Using this modeling configuration, they examine the correlation between mean April snowpack water equivalent (SWE) and (1) temperature during March and April and (2) cool-season (October to April) precipitation. In our current climate, precipitation is the primary driver of April SWE at the highest elevations in the Wasatch Range. Bad snow years reflect drought and good snow years reflect wet periods. At lower elevations, temperature plays a more important role and the snowpack SWE reflects both the March to April temperature (i.e., an inverse correlation with warmer periods yielding lower SWE) and the amount of precipitation during the cool season. SNOTEL and model data for the 1985–2010 period suggest that the threshold elevation at which precipitation correlates more strongly than temperature to mean April snowpack SWE is around 1980 m (6500 feet). This doesn't mean that temperature doesn't matter above that level, just that precipitation plays the more dominant role.
In the pseudo-global warming simulation, the threshold elevation increases by about 250 m (800 feet) to 7300 feet. Above this level, the inverse correlation of mean April SWE with temperature increases and the correlation with precipitation decreases, although precipitation remains the primary driver. These results are consistent with temperature playing an increasing role in the Wasatch snow climate through a decrease in the fraction of cool-season precipitation that falls as snow, an increase in cool-season melt events, and an earlier and more rapid snowmelt season.
There are a few caveats that must be noted. Perhaps the most important is that the modeling approach used does not consider the effects of aspect (e.g., what direction a slope faces) on snowmelt. The former, in particular, is quite important in the Wasatch Range and I suspect one might find that on south aspects the threshold elevation is higher than on north elevation (both in the historical and future climates) and that the change in this threshold elevation might vary by aspect. For example, portions of Park City Mountain Resort near the base that face east or south likely are already below the threshold elevation at which temperature plays an important role.

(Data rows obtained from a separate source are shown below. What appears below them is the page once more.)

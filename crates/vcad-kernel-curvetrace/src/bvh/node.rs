//! Node references and N-wide aligned nodes.

use vcad_kernel_math::{Aabb3, Vec3};

const LEAF_TAG: u32 = 1 << 31;
const COUNT_BITS: u32 = 4;
const COUNT_MASK: u32 = (1 << COUNT_BITS) - 1;

/// Most primitives a single leaf reference can address.
pub const MAX_LEAF_PRIMITIVES: usize = COUNT_MASK as usize;

/// Largest primitive offset a leaf reference can address.
pub const MAX_LEAF_OFFSET: usize = ((LEAF_TAG - 1) >> COUNT_BITS) as usize;

/// Tagged reference to an internal node or a leaf.
///
/// Internal references index the node arena. Leaf references carry the
/// offset of their first primitive in bits 4..31 and the primitive count in
/// bits 0..4. Bit 31 is the leaf tag.
#[repr(transparent)]
#[derive(Clone, Copy, PartialEq, Eq, Hash)]
pub struct NodeRef(u32);

impl NodeRef {
    /// A leaf without primitives; fills unused child slots.
    pub const EMPTY: Self = Self(LEAF_TAG);

    /// Reference the internal node at arena `index`.
    pub fn internal(index: usize) -> Self {
        assert!(index < LEAF_TAG as usize, "node index {index} out of range");
        Self(index as u32)
    }

    /// Reference `count` primitives starting at `offset`.
    pub fn leaf(offset: usize, count: usize) -> Self {
        assert!(
            count <= MAX_LEAF_PRIMITIVES,
            "leaf of {count} primitives exceeds {MAX_LEAF_PRIMITIVES}"
        );
        assert!(offset <= MAX_LEAF_OFFSET, "leaf offset {offset} out of range");
        Self(LEAF_TAG | ((offset as u32) << COUNT_BITS) | count as u32)
    }

    /// True for leaf references, including [`NodeRef::EMPTY`].
    #[inline]
    pub fn is_leaf(self) -> bool {
        self.0 & LEAF_TAG != 0
    }

    /// True for the empty leaf.
    #[inline]
    pub fn is_empty(self) -> bool {
        self.is_leaf() && self.0 & COUNT_MASK == 0
    }

    /// Arena index of an internal node.
    #[inline]
    pub fn node_index(self) -> usize {
        assert!(!self.is_leaf(), "{self:?} is not an internal node");
        self.0 as usize
    }

    /// First primitive and primitive count of a leaf.
    #[inline]
    pub fn leaf_range(self) -> (usize, usize) {
        assert!(self.is_leaf(), "{self:?} is not a leaf");
        let bits = self.0 & !LEAF_TAG;
        ((bits >> COUNT_BITS) as usize, (bits & COUNT_MASK) as usize)
    }
}

impl std::fmt::Debug for NodeRef {
    fn fmt(&self, f: &mut std::fmt::Formatter<'_>) -> std::fmt::Result {
        if self.is_leaf() {
            let (offset, count) = self.leaf_range();
            write!(f, "Leaf({offset}+{count})")
        } else {
            write!(f, "Node({})", self.0)
        }
    }
}

/// Internal node with up to `N` children, bounds stored per axis.
///
/// Unused slots hold [`NodeRef::EMPTY`] and an inverted box so that every
/// interval test rejects them.
#[repr(C)]
#[derive(Debug, Clone, Copy, PartialEq)]
pub struct AlignedNode<const N: usize> {
    /// Lower x bound per child.
    pub lower_x: [f32; N],
    /// Upper x bound per child.
    pub upper_x: [f32; N],
    /// Lower y bound per child.
    pub lower_y: [f32; N],
    /// Upper y bound per child.
    pub upper_y: [f32; N],
    /// Lower z bound per child.
    pub lower_z: [f32; N],
    /// Upper z bound per child.
    pub upper_z: [f32; N],
    /// Child references.
    pub children: [NodeRef; N],
}

impl<const N: usize> AlignedNode<N> {
    /// A node whose slots are all empty.
    pub fn empty() -> Self {
        Self {
            lower_x: [f32::INFINITY; N],
            upper_x: [f32::NEG_INFINITY; N],
            lower_y: [f32::INFINITY; N],
            upper_y: [f32::NEG_INFINITY; N],
            lower_z: [f32::INFINITY; N],
            upper_z: [f32::NEG_INFINITY; N],
            children: [NodeRef::EMPTY; N],
        }
    }

    /// Store `child` with `bounds` in `slot`.
    pub fn set_child(&mut self, slot: usize, bounds: &Aabb3, child: NodeRef) {
        self.lower_x[slot] = bounds.min.x;
        self.lower_y[slot] = bounds.min.y;
        self.lower_z[slot] = bounds.min.z;
        self.upper_x[slot] = bounds.max.x;
        self.upper_y[slot] = bounds.max.y;
        self.upper_z[slot] = bounds.max.z;
        self.children[slot] = child;
    }

    /// Bounds of `slot`.
    #[inline]
    pub fn bounds(&self, slot: usize) -> Aabb3 {
        Aabb3::new(self.lower(slot), self.upper(slot))
    }

    /// Lower corner of `slot`.
    #[inline]
    pub fn lower(&self, slot: usize) -> Vec3 {
        Vec3::new(self.lower_x[slot], self.lower_y[slot], self.lower_z[slot])
    }

    /// Upper corner of `slot`.
    #[inline]
    pub fn upper(&self, slot: usize) -> Vec3 {
        Vec3::new(self.upper_x[slot], self.upper_y[slot], self.upper_z[slot])
    }

    /// Union of all child bounds.
    pub fn union_bounds(&self) -> Aabb3 {
        let mut bounds = Aabb3::empty();
        for slot in 0..N {
            bounds.include_aabb(&self.bounds(slot));
        }
        bounds
    }
}

impl<const N: usize> Default for AlignedNode<N> {
    fn default() -> Self {
        Self::empty()
    }
}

Ultimately, most of the energy for melting snow comes from the sun and thus this is an important factor to consider in future work. Similarly, the possible influence of dust, which increases the amount of solar radiation absorbed by the snowpack, should also be explored.

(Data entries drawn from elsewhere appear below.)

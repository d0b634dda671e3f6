//! Error types for the memory provider.

use thiserror::Error;

/// Errors that can occur while mapping or unmapping pages.
#[derive(Error, Debug)]
pub enum AllocError {
    /// The operating system refused to map, unmap or resize a region.
    #[error("out of memory: failed to provide {bytes} bytes")]
    OutOfMemory {
        /// Size of the failed request after page rounding, or the requested
        /// size when rounding it would overflow.
        bytes: usize,
    },
}

/// Result type for memory provider operations.
pub type Result<T> = std::result::Result<T, AllocError>;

One aspect of the study that might not be apparent in press releases is that it reinforces the view, which we have noted frequently on this blog, that the sensitivity of snowpack to global warming varies with elevation. In our part of the world, snowfall and snowpack vulnerability decreases with elevation. Northerly aspects are also less vulnerable. In a warming world, this will likely further amplify winter recreation pressure in the Cottonwood Canyons due to their relative abundance of high altitude, north facing terrain.